▸ Aim of the task
Using the records below, write out again exactly the lines that begin at the line containing "#[derive(Debug, Clone, Copy, Default)]" and end at the line containing "a channel receiver", and no other lines.

────

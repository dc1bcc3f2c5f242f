//! Mapping of Torbox status vocabulary onto workflow outcomes
//!
//! Torbox reports job state through loosely enumerated tokens and several of
//! them mean the same thing. The poll loop only ever looks at the
//! [`StatusClass`] returned by [`classify`], so new synonyms are added here
//! and nowhere else.

/// Tokens meaning "ready to download"
pub const READY_TOKENS: &[&str] = &["completed", "ready", "cached", "done"];

/// Tokens meaning "the job will never complete"
pub const FAILED_TOKENS: &[&str] = &["error", "failed"];

/// Three-way classification of a status check
#[derive(Clone, Copy, Debug, PartialEq, Eq)]
pub enum StatusClass {
    /// Terminal success: the file can be requested
    Ready,
    /// Terminal failure reported by the service
    Failed,
    /// Keep polling
    Pending,
}

/// Classify a status token together with the reported progress fraction
///
/// A progress of 1 or more counts as ready even when the token itself is
/// not a known completion token.
pub fn classify(token: Option<&str>, progress: f64) -> StatusClass {
    let token = token.map(|t| t.trim().to_ascii_lowercase());
    let is_one_of = |set: &[&str]| token.as_deref().is_some_and(|t| set.contains(&t));

    if is_one_of(READY_TOKENS) || progress >= 1.0 {
        StatusClass::Ready
    } else if is_one_of(FAILED_TOKENS) {
        StatusClass::Failed
    } else {
        StatusClass::Pending
    }
}
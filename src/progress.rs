//! Progress delivery
//!
//! A [`ProgressSink`] receives one [`ProgressEvent`] when a submission is
//! accepted and one after every status check. Delivery is fire-and-forget:
//! a sink may report a failure, but the downloader discards it and carries
//! on. Implementations therefore never need to worry about breaking a
//! running workflow.

use crate::types::ProgressEvent;
use thiserror::Error;
use tokio::sync::broadcast;
use tokio_stream::wrappers::BroadcastStream;

/// Why a progress event could not be delivered
#[derive(Debug, Error)]
pub enum SinkError {
    /// Nobody is listening anymore (e.g. the UI surface was closed)
    #[error("no live receiver")]
    Closed,

    /// The receiver refused the event
    #[error("delivery rejected: {0}")]
    Rejected(String),
}

/// Observer for workflow progress
pub trait ProgressSink: Send + Sync {
    /// Deliver one event
    fn notify(&self, event: &ProgressEvent) -> Result<(), SinkError>;
}

/// Sink that drops every event
#[derive(Debug, Clone, Copy, Default)]
pub struct NoopSink;

impl ProgressSink for NoopSink {
    fn notify(&self, _event: &ProgressEvent) -> Result<(), SinkError> {
        Ok(())
    }
}

/// Sink that fans events out over a broadcast channel
///
/// Each subscriber sees every event sent after it subscribed, in order.
#[derive(Debug, Clone)]
pub struct BroadcastSink {
    tx: broadcast::Sender<ProgressEvent>,
}

impl BroadcastSink {
    /// Create a sink with room for `capacity` undelivered events per subscriber
    pub fn new(capacity: usize) -> Self {
        let (tx, _rx) = broadcast::channel(capacity.max(1));
        Self { tx }
    }

    /// Receive events through a channel receiver
    pub fn subscribe(&self) -> broadcast::Receiver<ProgressEvent> {
        self.tx.subscribe()
    }

    /// Receive events as a `Stream`
    pub fn stream(&self) -> BroadcastStream<ProgressEvent> {
        BroadcastStream::new(self.tx.subscribe())
    }
}

impl Default for BroadcastSink {
    fn default() -> Self {
        Self::new(64)
    }
}

impl ProgressSink for BroadcastSink {
    fn notify(&self, event: &ProgressEvent) -> Result<(), SinkError> {
        self.tx
            .send(event.clone())
            .map(|_| ())
            .map_err(|_| SinkError::Closed)
    }
}

/// Deliver an event, discarding any failure
///
/// A sink that panics is treated like one that returned an error.
pub(crate) fn deliver(sink: &dyn ProgressSink, event: &ProgressEvent) {
    match std::panic::catch_unwind(std::panic::AssertUnwindSafe(|| sink.notify(event))) {
        Ok(Ok(())) => {}
        Ok(Err(e)) => {
            tracing::debug!(error = %e, status = %event.status, "progress event not delivered");
        }
        Err(panic) => {
            let reason = panic
                .downcast_ref::<&str>()
                .map(|s| s.to_string())
                .or_else(|| panic.downcast_ref::<String>().cloned())
                .unwrap_or_else(|| "unknown panic".to_string());
            tracing::debug!(error = %reason, status = %event.status, "progress sink panicked");
        }
    }
}
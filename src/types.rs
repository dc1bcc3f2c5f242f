//! Core types for torbox-webdl

use serde::{Deserialize, Deserializer, Serialize};

/// Identifier the Torbox API hands out, either as a JSON number or a string
///
/// Two identifiers are equal when their textual forms match, so `5` and
/// `"5"` refer to the same remote object.
#[derive(Clone, Debug, Serialize, Deserialize)]
#[serde(untagged)]
pub enum RemoteId {
    /// Numeric identifier
    Number(u64),
    /// Textual identifier
    Text(String),
}

impl PartialEq for RemoteId {
    fn eq(&self, other: &Self) -> bool {
        self.canonical() == other.canonical()
    }
}

impl Eq for RemoteId {}

impl std::fmt::Display for RemoteId {
    fn fmt(&self, f: &mut std::fmt::Formatter<'_>) -> std::fmt::Result {
        match self {
            RemoteId::Number(n) => write!(f, "{}", n),
            RemoteId::Text(s) => write!(f, "{}", s),
        }
    }
}

impl RemoteId {
    // Textual form used for comparison; surrounding whitespace never matters
    fn canonical(&self) -> std::borrow::Cow<'_, str> {
        match self {
            RemoteId::Number(n) => std::borrow::Cow::Owned(n.to_string()),
            RemoteId::Text(s) => std::borrow::Cow::Borrowed(s.trim()),
        }
    }

    /// Interpret a JSON value as an identifier
    ///
    /// Zero, empty strings, and non-scalar values carry no identity and
    /// yield `None`.
    pub(crate) fn from_json(value: &serde_json::Value) -> Option<Self> {
        match value {
            serde_json::Value::Number(n) => n.as_u64().filter(|n| *n != 0).map(RemoteId::Number),
            serde_json::Value::String(s) if !s.trim().is_empty() => {
                Some(RemoteId::Text(s.trim().to_string()))
            }
            _ => None,
        }
    }
}

/// Unique identifier for a Torbox web download job
#[derive(Clone, Debug, PartialEq, Eq, Serialize, Deserialize)]
#[serde(transparent)]
pub struct JobId(pub RemoteId);

/// Identifier of one file inside a web download job
#[derive(Clone, Debug, PartialEq, Eq, Serialize, Deserialize)]
#[serde(transparent)]
pub struct FileId(pub RemoteId);

impl FileId {
    /// File reference used when the job lists no file identifier at all
    pub fn sentinel() -> Self {
        Self(RemoteId::Number(0))
    }
}

macro_rules! remote_id_conversions {
    ($name:ident) => {
        impl From<u64> for $name {
            fn from(id: u64) -> Self {
                Self(RemoteId::Number(id))
            }
        }

        impl From<&str> for $name {
            fn from(id: &str) -> Self {
                Self(RemoteId::Text(id.to_string()))
            }
        }

        impl From<String> for $name {
            fn from(id: String) -> Self {
                Self(RemoteId::Text(id))
            }
        }

        impl std::fmt::Display for $name {
            fn fmt(&self, f: &mut std::fmt::Formatter<'_>) -> std::fmt::Result {
                write!(f, "{}", self.0)
            }
        }
    };
}

remote_id_conversions!(JobId);
remote_id_conversions!(FileId);

/// A link the caller wants Torbox to fetch
#[derive(Clone, Debug, PartialEq, Eq, Serialize, Deserialize)]
pub struct SubmissionRequest {
    /// Remote resource URL (must be non-empty; not re-validated downstream)
    pub link: String,
    /// Optional name Torbox should give the download
    #[serde(default, skip_serializing_if = "Option::is_none")]
    pub display_name: Option<String>,
}

impl SubmissionRequest {
    /// Create a submission without a display name
    pub fn new(link: impl Into<String>) -> Self {
        Self {
            link: link.into(),
            display_name: None,
        }
    }

    /// Attach a display name (blank names are dropped)
    pub fn with_display_name(mut self, name: impl Into<String>) -> Self {
        let name = name.into();
        self.display_name = (!name.trim().is_empty()).then_some(name);
        self
    }
}

/// One file of a web download job
#[derive(Clone, Debug, Default, PartialEq, Deserialize)]
pub struct JobFile {
    /// File identifier used when requesting the download link
    #[serde(default, deserialize_with = "lenient::file_id")]
    pub id: Option<FileId>,
    /// File name, if reported
    #[serde(default, deserialize_with = "lenient::string")]
    pub name: Option<String>,
}

/// A web download job as reported by the `mylist` endpoint
///
/// Decoding is lenient: optional fields that carry an unexpected JSON type
/// are treated as absent instead of failing the whole listing.
#[derive(Clone, Debug, PartialEq, Deserialize)]
pub struct Job {
    /// Job identifier
    pub id: JobId,
    /// Job name, if reported
    #[serde(default, deserialize_with = "lenient::string")]
    pub name: Option<String>,
    /// Primary status field
    #[serde(default, deserialize_with = "lenient::string")]
    pub download_state: Option<String>,
    /// Fallback status field
    #[serde(default, deserialize_with = "lenient::string")]
    pub status: Option<String>,
    /// Progress fraction in [0, 1]
    #[serde(default, deserialize_with = "lenient::number")]
    pub progress: Option<f64>,
    /// Files belonging to the job
    #[serde(default, deserialize_with = "lenient::files")]
    pub files: Vec<JobFile>,
    /// Job-level file identifier
    #[serde(default, deserialize_with = "lenient::file_id")]
    pub file_id: Option<FileId>,
    /// Failure detail reported by Torbox
    #[serde(default, deserialize_with = "lenient::string")]
    pub error: Option<String>,
}

impl Job {
    /// Status token: `download_state`, falling back to `status`
    pub fn status_token(&self) -> Option<&str> {
        [&self.download_state, &self.status]
            .into_iter()
            .flatten()
            .map(|s| s.as_str())
            .find(|s| !s.trim().is_empty())
    }

    /// Progress fraction, 0 when absent or not finite
    pub fn progress_fraction(&self) -> f64 {
        self.progress.filter(|p| p.is_finite()).unwrap_or(0.0)
    }

    /// Progress as a rounded whole percentage
    pub fn percent(&self) -> i64 {
        (self.progress_fraction() * 100.0).round() as i64
    }

    /// File to request a link for: the first listed file, else the
    /// job-level file id, else [`FileId::sentinel`]
    pub fn file_ref(&self) -> FileId {
        self.files
            .first()
            .and_then(|f| f.id.clone())
            .or_else(|| self.file_id.clone())
            .unwrap_or_else(FileId::sentinel)
    }
}

/// Progress notification delivered to a [`ProgressSink`](crate::progress::ProgressSink)
#[derive(Clone, Debug, PartialEq, Eq, Serialize, Deserialize)]
pub struct ProgressEvent {
    /// Status token (e.g. "queued", "downloading")
    pub status: String,
    /// Human-readable message
    pub message: String,
}

impl ProgressEvent {
    /// Create a new event
    pub fn new(status: impl Into<String>, message: impl Into<String>) -> Self {
        Self {
            status: status.into(),
            message: message.into(),
        }
    }

    /// Event emitted once the submission has been accepted
    pub fn queued() -> Self {
        Self::new("queued", "Download queued, waiting for processing...")
    }

    /// Event emitted after each status check
    pub fn for_job(job: &Job) -> Self {
        let status = job.status_token().unwrap_or("unknown");
        Self::new(status, format!("Status: {} ({}%)", status, job.percent()))
    }
}

/// Final output of a successful workflow run
#[derive(Clone, Debug, PartialEq, Eq, Serialize, Deserialize)]
#[serde(rename_all = "camelCase")]
pub struct ResolvedDownload {
    /// Direct download URL
    pub url: String,
    /// Job that produced the URL
    pub job_id: JobId,
    /// File the URL points at
    pub file_id: FileId,
}

/// Workflow state machine states
#[derive(Clone, Copy, Debug, PartialEq, Eq, Serialize, Deserialize)]
#[serde(rename_all = "snake_case")]
pub enum WorkflowState {
    /// Creating the remote job
    Submitting,
    /// Job accepted, no status checked yet
    Queued,
    /// Waiting for the job to reach a terminal status
    Polling,
    /// Job ready and download link resolved
    Completed,
    /// Submission, remote job, or link resolution failed
    Failed,
    /// Attempt budget exhausted
    TimedOut,
    /// Job vanished from the listing
    NotFound,
    /// Caller cancelled the run
    Cancelled,
}

impl WorkflowState {
    /// Whether the workflow can leave this state
    pub fn is_terminal(&self) -> bool {
        !matches!(
            self,
            WorkflowState::Submitting | WorkflowState::Queued | WorkflowState::Polling
        )
    }
}

impl std::fmt::Display for WorkflowState {
    fn fmt(&self, f: &mut std::fmt::Formatter<'_>) -> std::fmt::Result {
        let name = match self {
            WorkflowState::Submitting => "submitting",
            WorkflowState::Queued => "queued",
            WorkflowState::Polling => "polling",
            WorkflowState::Completed => "completed",
            WorkflowState::Failed => "failed",
            WorkflowState::TimedOut => "timed_out",
            WorkflowState::NotFound => "not_found",
            WorkflowState::Cancelled => "cancelled",
        };
        f.write_str(name)
    }
}

// Field decoders that degrade to "absent" instead of rejecting the entry
mod lenient {
    use super::*;
    use serde_json::Value;

    pub fn string<'de, D>(deserializer: D) -> Result<Option<String>, D::Error>
    where
        D: Deserializer<'de>,
    {
        Ok(match Option::<Value>::deserialize(deserializer)? {
            Some(Value::String(s)) => Some(s),
            _ => None,
        })
    }

    pub fn number<'de, D>(deserializer: D) -> Result<Option<f64>, D::Error>
    where
        D: Deserializer<'de>,
    {
        Ok(match Option::<Value>::deserialize(deserializer)? {
            Some(Value::Number(n)) => n.as_f64(),
            Some(Value::String(s)) => s.trim().parse().ok(),
            _ => None,
        })
    }

    pub fn file_id<'de, D>(deserializer: D) -> Result<Option<FileId>, D::Error>
    where
        D: Deserializer<'de>,
    {
        Ok(Option::<Value>::deserialize(deserializer)?
            .as_ref()
            .and_then(RemoteId::from_json)
            .map(FileId))
    }

    pub fn files<'de, D>(deserializer: D) -> Result<Vec<JobFile>, D::Error>
    where
        D: Deserializer<'de>,
    {
        Ok(match Option::<Value>::deserialize(deserializer)? {
            Some(Value::Array(entries)) => entries
                .into_iter()
                // Undecodable entries keep their slot so index 0 stays the first file
                .map(|entry| serde_json::from_value(entry).unwrap_or_default())
                .collect(),
            _ => Vec::new(),
        })
    }
}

────

▸ Your response
#[derive(Debug, Clone, Copy, Default)]
pub struct NoopSink;

impl ProgressSink for NoopSink {
    fn notify(&self, _event: &ProgressEvent) -> Result<(), SinkError> {
        Ok(())
    }
}

/// Sink that fans events out over a broadcast channel
///
/// Each subscriber sees every event sent after it subscribed, in order.
#[derive(Debug, Clone)]
pub struct BroadcastSink {
    tx: broadcast::Sender<ProgressEvent>,
}

impl BroadcastSink {
    /// Create a sink with room for `capacity` undelivered events per subscriber
    pub fn new(capacity: usize) -> Self {
        let (tx, _rx) = broadcast::channel(capacity.max(1));
        Self { tx }
    }

    /// Receive events through a channel receiver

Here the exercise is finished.